Thieves fall out when more than a half-million dollars goes missing after the daring and carefully planned robbery of the Los Angeles Coliseum during a football game, each one accusing the other of having the money.
The heist has been masterminded by a man named McClain and his partner, Gladys. In choosing their accomplices carefully, McClain challenges getaway driver Harry Kifka to a race, picks a fight with thug Bert Clinger, imprisons electrical expert Marty Gough in an wire-controlled vault to watch him fashion an escape, and has a shooting match with marksman Dave Negli before pulling off the job.
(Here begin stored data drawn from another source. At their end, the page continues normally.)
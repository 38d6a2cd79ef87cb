//! Shared HTTP client for every network-backed tier.

mod origin;

use std::time::Duration;

use reqwest::header::{HeaderMap, HeaderValue, ACCEPT, ACCEPT_LANGUAGE, CACHE_CONTROL, PRAGMA};
use reqwest::{Client, Response};
use serde::de::DeserializeOwned;
use serde::Serialize;

use crate::error::ScrapeError;

pub use origin::{breaker_scope, parse_product_url};

const CONNECT_TIMEOUT: Duration = Duration::from_secs(10);

/// Markers that only appear on interstitial challenge pages, never on a
/// real product page.
const CHALLENGE_MARKERS: [&str; 5] = [
    "attention required! | cloudflare",
    "/cdn-cgi/challenge-platform/",
    "captcha-delivery.com",
    "px-captcha",
    "_incapsula_resource",
];

/// Thin wrapper over `reqwest::Client` that speaks like a desktop browser
/// and maps HTTP failures onto [`ScrapeError`].
#[derive(Debug, Clone)]
pub struct HttpFetcher {
    client: Client,
    request_timeout: Duration,
}

impl HttpFetcher {
    /// Builds a fetcher that identifies as `user_agent` and sends browser-like
    /// `Accept`, `Accept-Language` and cache headers on every request.
    ///
    /// # Errors
    ///
    /// Returns [`ScrapeError::Http`] if the underlying `reqwest::Client`
    /// cannot be constructed (e.g., invalid TLS config).
    pub fn new(user_agent: &str, request_timeout: Duration) -> Result<Self, ScrapeError> {
        let mut headers = HeaderMap::new();
        headers.insert(
            ACCEPT,
            HeaderValue::from_static(
                "text/html,application/xhtml+xml,application/xml;q=0.9,image/avif,image/webp,*/*;q=0.8",
            ),
        );
        headers.insert(ACCEPT_LANGUAGE, HeaderValue::from_static("en-US,en;q=0.9"));
        headers.insert(CACHE_CONTROL, HeaderValue::from_static("no-cache"));
        headers.insert(PRAGMA, HeaderValue::from_static("no-cache"));

        let client = Client::builder()
            .connect_timeout(CONNECT_TIMEOUT)
            .user_agent(user_agent)
            .default_headers(headers)
            .build()?;
        Ok(Self {
            client,
            request_timeout,
        })
    }

    /// GETs a page and returns its body.
    ///
    /// # Errors
    ///
    /// - [`ScrapeError::Status`] for any non-2xx response.
    /// - [`ScrapeError::BotChallenge`] when a 2xx body is a challenge page.
    /// - [`ScrapeError::Http`] on transport failure.
    pub async fn get_html(&self, url: &str) -> Result<String, ScrapeError> {
        let response = self
            .client
            .get(url)
            .timeout(self.request_timeout)
            .send()
            .await?;
        let body = ensure_success(response, url)?.text().await?;

        if looks_like_bot_challenge(&body) {
            return Err(ScrapeError::BotChallenge {
                url: url.to_owned(),
            });
        }
        Ok(body)
    }

    /// GETs a JSON document and deserializes it into `T`.
    ///
    /// # Errors
    ///
    /// - [`ScrapeError::Status`] for any non-2xx response.
    /// - [`ScrapeError::Deserialize`] if the body does not match `T`.
    /// - [`ScrapeError::Http`] on transport failure.
    pub async fn get_json<T: DeserializeOwned>(&self, url: &str) -> Result<T, ScrapeError> {
        let response = self
            .client
            .get(url)
            .header(ACCEPT, "application/json")
            .timeout(self.request_timeout)
            .send()
            .await?;
        let body = ensure_success(response, url)?.text().await?;

        serde_json::from_str(&body).map_err(|source| ScrapeError::Deserialize {
            context: url.to_owned(),
            source,
        })
    }

    /// POSTs `payload` as JSON and returns the raw response body.
    ///
    /// # Errors
    ///
    /// - [`ScrapeError::Status`] for any non-2xx response.
    /// - [`ScrapeError::Http`] on transport failure.
    pub async fn post_json<P: Serialize + ?Sized>(
        &self,
        endpoint: &str,
        payload: &P,
        bearer_token: Option<&str>,
        timeout: Duration,
    ) -> Result<String, ScrapeError> {
        let mut request = self
            .client
            .post(endpoint)
            .header(ACCEPT, "application/json, text/html")
            .json(payload)
            .timeout(timeout);
        if let Some(token) = bearer_token {
            request = request.bearer_auth(token);
        }

        let response = request.send().await?;
        let body = ensure_success(response, endpoint)?.text().await?;
        Ok(body)
    }
}

fn ensure_success(response: Response, url: &str) -> Result<Response, ScrapeError> {
    let status = response.status();
    if status.is_success() {
        return Ok(response);
    }
    tracing::debug!(url, status = status.as_u16(), "non-success response");
    Err(ScrapeError::Status {
        status: status.as_u16(),
        url: url.to_owned(),
    })
}

/// Returns `true` when `body` is an anti-bot interstitial rather than content.
#[must_use]
pub fn looks_like_bot_challenge(body: &str) -> bool {
    let lowered = body.to_ascii_lowercase();
    if CHALLENGE_MARKERS.iter().any(|m| lowered.contains(m)) {
        return true;
    }

    let has_just_a_moment = lowered.contains("just a moment...");
    let has_cookie_gate = lowered.contains("please enable cookies");
    let has_cf_chl = lowered.contains("cf-chl-");
    (has_just_a_moment && has_cookie_gate) || (has_just_a_moment && has_cf_chl)
}

#[cfg(test)]
mod tests {
    use super::*;

    #[test]
    fn detects_cloudflare_interstitial() {
        let body = "<html><title>Attention Required! | Cloudflare</title></html>";
        assert!(looks_like_bot_challenge(body));
    }

    #[test]
    fn detects_just_a_moment_with_cookie_gate() {
        let body = "<title>Just a moment...</title><p>Please enable cookies.</p>";
        assert!(looks_like_bot_challenge(body));
    }

    #[test]
    fn detects_datadome_and_perimeterx() {
        assert!(looks_like_bot_challenge(
            r#"<script src="https://ct.captcha-delivery.com/c.js"></script>"#
        ));
        assert!(looks_like_bot_challenge(r#"<div id="px-captcha"></div>"#));
    }

    #[test]
    fn just_a_moment_alone_is_not_a_challenge() {
        assert!(!looks_like_bot_challenge(
            "<p>Just a moment... your cart is updating</p>"
        ));
    }

    #[test]
    fn product_page_is_not_a_challenge() {
        let body = r#"<html><meta property="og:price:amount" content="129.99"></html>"#;
        assert!(!looks_like_bot_challenge(body));
    }
}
Together, the thieves make off with over $500,000. With the five men having carried out the heist and Gladys having financed it, the plan is to split the money six ways the next day. McClain stashes the money for the night with Ellie, his ex-wife. While his partners impatiently await their split of the loot, Lt. Walter Brill takes charge of the case. Ellie is attacked and killed by Herb Sutro, her landlord, who steals the money as well.
The rest of the gang members hold McClain accountable for the lost money and demand that he retrieve it. Brill quickly solves the murder and is well aware of the connection to the robber. He kills Sutro, but keeps the money for himself. With Ellie's murderer identified, but still no trace of the money, the gang members all turn on McClain, assuming he's hiding it. This leads to a confrontation that ends with the deaths of Negli and Gladys.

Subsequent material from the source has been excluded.